_Work task:_ The entries follow. Copy every line in which "glam" appears.

_Provided records:_
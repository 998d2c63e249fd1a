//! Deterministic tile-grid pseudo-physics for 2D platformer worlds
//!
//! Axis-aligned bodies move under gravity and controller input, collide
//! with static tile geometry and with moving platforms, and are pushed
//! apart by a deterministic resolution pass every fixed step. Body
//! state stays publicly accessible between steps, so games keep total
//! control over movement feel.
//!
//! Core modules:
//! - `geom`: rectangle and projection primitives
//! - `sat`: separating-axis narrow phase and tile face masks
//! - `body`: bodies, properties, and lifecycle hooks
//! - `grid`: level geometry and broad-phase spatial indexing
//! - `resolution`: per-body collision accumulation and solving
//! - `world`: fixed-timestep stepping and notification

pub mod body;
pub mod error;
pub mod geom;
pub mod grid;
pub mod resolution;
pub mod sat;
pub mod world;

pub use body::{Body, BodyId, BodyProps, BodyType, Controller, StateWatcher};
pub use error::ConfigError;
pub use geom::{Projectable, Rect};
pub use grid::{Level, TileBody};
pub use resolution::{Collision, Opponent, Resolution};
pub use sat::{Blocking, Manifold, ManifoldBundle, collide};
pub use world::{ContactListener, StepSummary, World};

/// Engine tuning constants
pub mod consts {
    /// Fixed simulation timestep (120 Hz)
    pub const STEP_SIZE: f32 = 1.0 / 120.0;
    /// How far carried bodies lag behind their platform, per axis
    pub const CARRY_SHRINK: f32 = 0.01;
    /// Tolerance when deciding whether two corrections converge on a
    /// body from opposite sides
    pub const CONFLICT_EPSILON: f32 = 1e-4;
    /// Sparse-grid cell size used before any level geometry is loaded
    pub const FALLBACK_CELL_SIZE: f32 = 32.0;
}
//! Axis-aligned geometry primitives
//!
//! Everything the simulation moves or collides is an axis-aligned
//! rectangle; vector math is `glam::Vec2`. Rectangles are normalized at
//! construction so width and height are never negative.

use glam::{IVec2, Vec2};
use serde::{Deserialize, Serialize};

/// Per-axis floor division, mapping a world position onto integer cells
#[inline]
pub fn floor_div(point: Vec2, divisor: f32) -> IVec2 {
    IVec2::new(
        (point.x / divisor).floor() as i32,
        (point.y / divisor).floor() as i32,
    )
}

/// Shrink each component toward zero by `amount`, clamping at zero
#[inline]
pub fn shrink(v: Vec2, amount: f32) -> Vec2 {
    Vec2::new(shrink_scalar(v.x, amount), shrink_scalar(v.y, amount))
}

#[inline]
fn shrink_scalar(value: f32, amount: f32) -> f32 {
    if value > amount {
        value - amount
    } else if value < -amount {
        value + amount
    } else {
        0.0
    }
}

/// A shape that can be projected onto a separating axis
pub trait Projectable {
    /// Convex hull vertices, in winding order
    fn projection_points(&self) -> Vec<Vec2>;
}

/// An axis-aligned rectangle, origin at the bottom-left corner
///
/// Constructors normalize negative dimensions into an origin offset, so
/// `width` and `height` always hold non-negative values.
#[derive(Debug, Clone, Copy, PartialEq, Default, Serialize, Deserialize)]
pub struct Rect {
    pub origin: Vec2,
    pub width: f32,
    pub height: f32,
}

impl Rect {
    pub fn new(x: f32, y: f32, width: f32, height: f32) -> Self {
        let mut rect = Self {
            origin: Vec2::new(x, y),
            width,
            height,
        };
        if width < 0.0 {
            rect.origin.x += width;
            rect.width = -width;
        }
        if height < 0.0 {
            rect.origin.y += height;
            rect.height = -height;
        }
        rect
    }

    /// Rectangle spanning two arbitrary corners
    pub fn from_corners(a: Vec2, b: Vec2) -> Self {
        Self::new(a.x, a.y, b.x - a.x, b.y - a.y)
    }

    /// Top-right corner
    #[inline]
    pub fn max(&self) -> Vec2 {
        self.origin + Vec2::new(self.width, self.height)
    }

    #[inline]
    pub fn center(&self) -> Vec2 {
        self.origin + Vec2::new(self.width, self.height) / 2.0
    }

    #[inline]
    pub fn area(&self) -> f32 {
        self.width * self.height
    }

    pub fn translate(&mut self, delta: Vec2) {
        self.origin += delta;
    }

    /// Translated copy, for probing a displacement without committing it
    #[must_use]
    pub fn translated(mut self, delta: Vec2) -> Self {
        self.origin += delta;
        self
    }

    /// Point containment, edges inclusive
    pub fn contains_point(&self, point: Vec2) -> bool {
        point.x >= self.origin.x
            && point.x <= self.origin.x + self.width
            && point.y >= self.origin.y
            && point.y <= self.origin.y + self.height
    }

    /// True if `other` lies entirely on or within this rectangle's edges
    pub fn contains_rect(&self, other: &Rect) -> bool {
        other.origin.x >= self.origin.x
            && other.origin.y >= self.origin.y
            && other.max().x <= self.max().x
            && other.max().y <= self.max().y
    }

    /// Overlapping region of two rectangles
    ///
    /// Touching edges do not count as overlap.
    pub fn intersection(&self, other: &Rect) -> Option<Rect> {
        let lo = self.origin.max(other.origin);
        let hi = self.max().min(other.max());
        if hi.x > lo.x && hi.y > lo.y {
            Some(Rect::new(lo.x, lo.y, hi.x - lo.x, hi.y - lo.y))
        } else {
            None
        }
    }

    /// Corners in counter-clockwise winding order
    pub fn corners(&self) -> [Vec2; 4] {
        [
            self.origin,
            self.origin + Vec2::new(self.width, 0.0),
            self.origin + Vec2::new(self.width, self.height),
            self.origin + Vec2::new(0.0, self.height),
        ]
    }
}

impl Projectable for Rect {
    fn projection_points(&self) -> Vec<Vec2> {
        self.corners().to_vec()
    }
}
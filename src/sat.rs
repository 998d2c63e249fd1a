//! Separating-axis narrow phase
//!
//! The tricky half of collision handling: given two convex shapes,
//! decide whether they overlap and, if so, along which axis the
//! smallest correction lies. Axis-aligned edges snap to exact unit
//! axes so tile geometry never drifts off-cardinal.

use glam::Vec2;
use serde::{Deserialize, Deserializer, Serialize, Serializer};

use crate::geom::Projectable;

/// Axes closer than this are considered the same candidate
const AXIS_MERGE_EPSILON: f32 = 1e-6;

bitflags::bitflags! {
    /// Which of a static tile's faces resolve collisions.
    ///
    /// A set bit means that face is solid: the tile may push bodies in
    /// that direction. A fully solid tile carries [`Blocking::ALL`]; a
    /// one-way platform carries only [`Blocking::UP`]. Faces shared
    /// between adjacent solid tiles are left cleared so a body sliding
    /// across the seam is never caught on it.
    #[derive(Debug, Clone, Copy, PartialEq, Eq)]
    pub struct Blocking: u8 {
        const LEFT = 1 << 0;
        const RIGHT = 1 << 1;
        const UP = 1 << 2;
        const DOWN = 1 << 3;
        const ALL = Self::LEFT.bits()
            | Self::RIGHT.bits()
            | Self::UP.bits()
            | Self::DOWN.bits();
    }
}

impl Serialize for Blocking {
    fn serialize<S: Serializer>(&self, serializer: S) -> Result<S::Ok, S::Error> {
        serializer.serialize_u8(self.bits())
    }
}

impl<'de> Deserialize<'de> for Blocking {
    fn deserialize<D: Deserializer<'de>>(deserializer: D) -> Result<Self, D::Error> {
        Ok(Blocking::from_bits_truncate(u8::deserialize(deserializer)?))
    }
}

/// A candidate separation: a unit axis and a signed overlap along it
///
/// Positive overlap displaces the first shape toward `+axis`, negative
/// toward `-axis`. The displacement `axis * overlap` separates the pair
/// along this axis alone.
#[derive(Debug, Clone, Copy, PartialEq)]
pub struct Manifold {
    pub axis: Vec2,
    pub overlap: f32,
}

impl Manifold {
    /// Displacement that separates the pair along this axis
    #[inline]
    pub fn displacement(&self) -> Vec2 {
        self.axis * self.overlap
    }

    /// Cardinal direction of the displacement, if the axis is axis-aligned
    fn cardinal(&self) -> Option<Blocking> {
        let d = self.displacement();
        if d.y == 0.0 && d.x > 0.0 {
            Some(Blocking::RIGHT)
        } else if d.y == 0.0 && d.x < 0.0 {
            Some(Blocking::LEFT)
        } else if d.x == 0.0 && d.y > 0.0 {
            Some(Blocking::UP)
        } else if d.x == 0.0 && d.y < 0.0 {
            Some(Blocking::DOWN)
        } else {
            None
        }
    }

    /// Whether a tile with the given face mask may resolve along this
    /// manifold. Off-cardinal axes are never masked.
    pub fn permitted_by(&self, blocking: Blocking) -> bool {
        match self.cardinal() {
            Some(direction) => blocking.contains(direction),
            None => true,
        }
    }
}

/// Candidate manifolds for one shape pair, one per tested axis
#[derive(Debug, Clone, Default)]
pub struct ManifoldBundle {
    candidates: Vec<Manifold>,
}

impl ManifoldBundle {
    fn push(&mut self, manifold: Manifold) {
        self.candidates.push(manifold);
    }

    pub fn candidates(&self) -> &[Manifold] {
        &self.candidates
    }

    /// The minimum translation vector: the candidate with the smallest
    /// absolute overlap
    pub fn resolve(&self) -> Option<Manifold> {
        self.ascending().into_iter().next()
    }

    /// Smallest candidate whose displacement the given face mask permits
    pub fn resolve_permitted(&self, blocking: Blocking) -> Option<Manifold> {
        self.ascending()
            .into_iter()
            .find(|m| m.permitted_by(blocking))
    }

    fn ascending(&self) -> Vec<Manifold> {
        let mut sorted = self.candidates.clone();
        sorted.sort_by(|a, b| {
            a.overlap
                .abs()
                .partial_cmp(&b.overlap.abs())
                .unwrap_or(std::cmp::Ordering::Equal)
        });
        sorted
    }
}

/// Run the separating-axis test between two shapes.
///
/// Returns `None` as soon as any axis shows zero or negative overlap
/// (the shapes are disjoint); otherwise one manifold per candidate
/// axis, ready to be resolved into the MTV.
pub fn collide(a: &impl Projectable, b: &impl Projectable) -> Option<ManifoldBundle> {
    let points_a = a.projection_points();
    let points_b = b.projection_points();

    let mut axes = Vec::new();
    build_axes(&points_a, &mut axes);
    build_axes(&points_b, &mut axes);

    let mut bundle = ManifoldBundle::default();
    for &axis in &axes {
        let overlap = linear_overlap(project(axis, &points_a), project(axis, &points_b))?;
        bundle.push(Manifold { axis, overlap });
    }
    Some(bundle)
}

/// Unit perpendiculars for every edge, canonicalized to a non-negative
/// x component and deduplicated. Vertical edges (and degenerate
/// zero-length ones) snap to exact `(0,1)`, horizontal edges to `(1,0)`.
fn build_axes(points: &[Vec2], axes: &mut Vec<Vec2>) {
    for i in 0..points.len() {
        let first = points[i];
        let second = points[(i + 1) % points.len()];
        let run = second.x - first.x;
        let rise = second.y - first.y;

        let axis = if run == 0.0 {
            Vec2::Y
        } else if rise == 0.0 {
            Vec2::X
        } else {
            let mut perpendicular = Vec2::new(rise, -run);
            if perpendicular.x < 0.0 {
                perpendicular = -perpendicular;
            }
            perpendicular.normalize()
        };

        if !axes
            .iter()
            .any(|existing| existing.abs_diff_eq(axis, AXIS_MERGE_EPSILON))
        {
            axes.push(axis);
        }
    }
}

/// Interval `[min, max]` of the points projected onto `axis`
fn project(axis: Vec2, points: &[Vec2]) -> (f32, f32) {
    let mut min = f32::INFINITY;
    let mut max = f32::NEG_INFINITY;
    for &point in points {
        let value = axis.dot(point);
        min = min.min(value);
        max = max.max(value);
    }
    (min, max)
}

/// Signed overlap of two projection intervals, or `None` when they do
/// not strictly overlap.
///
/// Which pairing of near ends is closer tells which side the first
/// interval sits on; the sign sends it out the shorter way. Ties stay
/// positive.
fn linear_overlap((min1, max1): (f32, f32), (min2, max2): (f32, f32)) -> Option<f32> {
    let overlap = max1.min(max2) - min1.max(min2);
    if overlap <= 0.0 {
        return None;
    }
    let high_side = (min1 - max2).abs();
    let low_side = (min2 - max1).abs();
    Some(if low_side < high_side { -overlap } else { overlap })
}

--

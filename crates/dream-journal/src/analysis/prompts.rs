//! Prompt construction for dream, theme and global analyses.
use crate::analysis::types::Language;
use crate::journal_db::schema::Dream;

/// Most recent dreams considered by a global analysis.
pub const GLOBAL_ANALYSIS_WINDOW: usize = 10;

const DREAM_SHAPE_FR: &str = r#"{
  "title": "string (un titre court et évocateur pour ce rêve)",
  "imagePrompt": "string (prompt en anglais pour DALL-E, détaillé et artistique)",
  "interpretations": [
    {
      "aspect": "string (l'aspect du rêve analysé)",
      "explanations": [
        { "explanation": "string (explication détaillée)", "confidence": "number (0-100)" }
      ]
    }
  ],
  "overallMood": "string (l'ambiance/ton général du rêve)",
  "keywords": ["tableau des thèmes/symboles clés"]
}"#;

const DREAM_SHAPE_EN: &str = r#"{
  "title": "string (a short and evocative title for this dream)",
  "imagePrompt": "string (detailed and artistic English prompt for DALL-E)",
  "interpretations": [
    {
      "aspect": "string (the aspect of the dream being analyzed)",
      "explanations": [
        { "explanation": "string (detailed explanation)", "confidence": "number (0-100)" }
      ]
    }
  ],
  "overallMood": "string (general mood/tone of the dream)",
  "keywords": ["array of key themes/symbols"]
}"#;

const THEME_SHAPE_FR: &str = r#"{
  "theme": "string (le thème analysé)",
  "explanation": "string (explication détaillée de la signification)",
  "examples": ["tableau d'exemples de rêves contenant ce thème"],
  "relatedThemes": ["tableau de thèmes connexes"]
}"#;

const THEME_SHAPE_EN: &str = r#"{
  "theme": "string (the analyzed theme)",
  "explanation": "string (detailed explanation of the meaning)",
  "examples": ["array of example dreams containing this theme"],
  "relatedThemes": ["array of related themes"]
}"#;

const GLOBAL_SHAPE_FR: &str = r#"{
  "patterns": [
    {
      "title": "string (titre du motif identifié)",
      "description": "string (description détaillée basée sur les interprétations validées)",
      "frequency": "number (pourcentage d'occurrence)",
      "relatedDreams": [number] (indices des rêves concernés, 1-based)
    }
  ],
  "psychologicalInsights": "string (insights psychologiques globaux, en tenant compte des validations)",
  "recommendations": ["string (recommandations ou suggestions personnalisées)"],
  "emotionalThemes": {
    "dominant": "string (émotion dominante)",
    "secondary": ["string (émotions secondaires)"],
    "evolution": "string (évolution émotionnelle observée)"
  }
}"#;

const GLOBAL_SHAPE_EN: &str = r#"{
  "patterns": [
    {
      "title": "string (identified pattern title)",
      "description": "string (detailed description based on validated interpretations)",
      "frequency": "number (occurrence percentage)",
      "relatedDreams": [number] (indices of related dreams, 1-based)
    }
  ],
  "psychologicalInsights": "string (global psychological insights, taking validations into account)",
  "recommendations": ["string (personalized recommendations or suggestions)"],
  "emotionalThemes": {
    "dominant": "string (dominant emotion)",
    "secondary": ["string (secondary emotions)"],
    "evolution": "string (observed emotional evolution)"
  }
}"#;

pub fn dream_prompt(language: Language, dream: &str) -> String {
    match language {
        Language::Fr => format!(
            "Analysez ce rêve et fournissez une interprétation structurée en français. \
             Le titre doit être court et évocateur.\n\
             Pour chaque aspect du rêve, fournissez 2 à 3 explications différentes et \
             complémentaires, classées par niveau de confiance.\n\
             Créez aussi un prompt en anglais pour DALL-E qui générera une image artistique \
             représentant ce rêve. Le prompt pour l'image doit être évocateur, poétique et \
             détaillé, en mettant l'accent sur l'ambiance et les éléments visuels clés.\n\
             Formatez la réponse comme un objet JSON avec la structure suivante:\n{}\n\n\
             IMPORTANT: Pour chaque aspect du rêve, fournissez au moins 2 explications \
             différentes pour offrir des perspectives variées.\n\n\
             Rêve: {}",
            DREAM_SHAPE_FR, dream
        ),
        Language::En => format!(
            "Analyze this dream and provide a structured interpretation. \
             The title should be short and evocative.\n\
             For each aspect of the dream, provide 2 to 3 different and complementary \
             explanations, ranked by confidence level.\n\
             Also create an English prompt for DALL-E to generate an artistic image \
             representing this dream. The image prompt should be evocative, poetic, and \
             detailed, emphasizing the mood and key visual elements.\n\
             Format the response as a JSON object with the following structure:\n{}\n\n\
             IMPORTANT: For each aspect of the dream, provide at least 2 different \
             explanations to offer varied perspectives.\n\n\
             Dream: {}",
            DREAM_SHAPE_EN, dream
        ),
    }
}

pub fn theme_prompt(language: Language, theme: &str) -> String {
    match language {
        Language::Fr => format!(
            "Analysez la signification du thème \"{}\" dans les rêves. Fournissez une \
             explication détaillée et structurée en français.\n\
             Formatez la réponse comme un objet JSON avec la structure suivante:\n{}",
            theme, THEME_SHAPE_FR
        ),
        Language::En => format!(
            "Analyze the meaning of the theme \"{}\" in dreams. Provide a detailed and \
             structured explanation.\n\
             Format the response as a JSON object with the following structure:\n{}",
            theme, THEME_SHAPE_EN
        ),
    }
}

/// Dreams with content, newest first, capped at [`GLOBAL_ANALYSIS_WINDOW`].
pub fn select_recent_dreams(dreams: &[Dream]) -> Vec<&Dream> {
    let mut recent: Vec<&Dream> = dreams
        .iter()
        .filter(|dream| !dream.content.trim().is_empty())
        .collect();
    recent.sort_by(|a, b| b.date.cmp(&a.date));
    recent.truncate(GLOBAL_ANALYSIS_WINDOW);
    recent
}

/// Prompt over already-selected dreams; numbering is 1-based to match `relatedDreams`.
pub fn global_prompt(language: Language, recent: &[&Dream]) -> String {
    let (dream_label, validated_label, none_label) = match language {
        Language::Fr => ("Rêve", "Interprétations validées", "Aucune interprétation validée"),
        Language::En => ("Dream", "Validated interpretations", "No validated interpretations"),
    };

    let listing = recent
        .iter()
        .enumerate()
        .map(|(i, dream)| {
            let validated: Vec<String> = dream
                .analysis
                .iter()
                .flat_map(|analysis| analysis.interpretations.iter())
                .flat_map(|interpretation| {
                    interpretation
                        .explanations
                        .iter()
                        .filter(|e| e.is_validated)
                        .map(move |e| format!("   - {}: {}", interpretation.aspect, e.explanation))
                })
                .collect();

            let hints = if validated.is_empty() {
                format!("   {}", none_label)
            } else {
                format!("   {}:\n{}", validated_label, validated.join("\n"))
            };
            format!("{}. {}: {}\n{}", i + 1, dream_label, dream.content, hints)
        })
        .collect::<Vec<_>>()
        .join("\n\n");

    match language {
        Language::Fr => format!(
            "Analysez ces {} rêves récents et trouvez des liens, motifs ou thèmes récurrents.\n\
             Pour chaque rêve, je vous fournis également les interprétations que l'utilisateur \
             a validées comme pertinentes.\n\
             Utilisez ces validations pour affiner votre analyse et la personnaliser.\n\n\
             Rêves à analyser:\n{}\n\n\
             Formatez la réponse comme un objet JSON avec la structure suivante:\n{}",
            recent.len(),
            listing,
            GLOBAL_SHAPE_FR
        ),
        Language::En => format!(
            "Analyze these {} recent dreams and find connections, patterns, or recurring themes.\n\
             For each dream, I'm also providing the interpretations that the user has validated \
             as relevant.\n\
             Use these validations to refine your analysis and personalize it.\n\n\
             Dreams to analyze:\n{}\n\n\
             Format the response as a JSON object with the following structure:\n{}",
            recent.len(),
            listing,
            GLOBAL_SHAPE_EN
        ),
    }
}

_Finished exercise:_
//! rectangle; vector math is `glam::Vec2`. Rectangles are normalized at
use glam::{IVec2, Vec2};
use glam::Vec2;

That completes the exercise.